Output each record exactly, with nothing omitted.

*** INFORMATION Section Begins ***

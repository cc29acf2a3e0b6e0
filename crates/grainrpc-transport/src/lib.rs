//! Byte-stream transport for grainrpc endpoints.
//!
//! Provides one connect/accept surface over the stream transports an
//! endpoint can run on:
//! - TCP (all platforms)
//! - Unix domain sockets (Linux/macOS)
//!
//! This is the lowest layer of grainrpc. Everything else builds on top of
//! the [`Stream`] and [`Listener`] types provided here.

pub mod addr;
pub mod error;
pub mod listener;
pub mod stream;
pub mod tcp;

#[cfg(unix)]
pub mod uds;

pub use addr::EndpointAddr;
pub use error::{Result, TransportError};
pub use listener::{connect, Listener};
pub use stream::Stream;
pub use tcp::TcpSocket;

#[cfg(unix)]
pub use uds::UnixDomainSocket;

*** INFORMATION Section Ends ***

- [EXERCISE ANSWER]:
repository cc29acf2a3e0b6e0
filename crates/grainrpc-transport/src/lib.rs
//! Byte-stream transport for grainrpc endpoints.
//!
//! Provides one connect/accept surface over the stream transports an
//! endpoint can run on:
//! - TCP (all platforms)
//! - Unix domain sockets (Linux/macOS)
//!
//! This is the lowest layer of grainrpc. Everything else builds on top of
//! the [`Stream`] and [`Listener`] types provided here.

pub mod addr;
pub mod error;
pub mod listener;
pub mod stream;
pub mod tcp;

#[cfg(unix)]
pub mod uds;

pub use addr::EndpointAddr;
pub use error::{Result, TransportError};
pub use listener::{connect, Listener};
pub use stream::Stream;
pub use tcp::TcpSocket;

#[cfg(unix)]
pub use uds::UnixDomainSocket;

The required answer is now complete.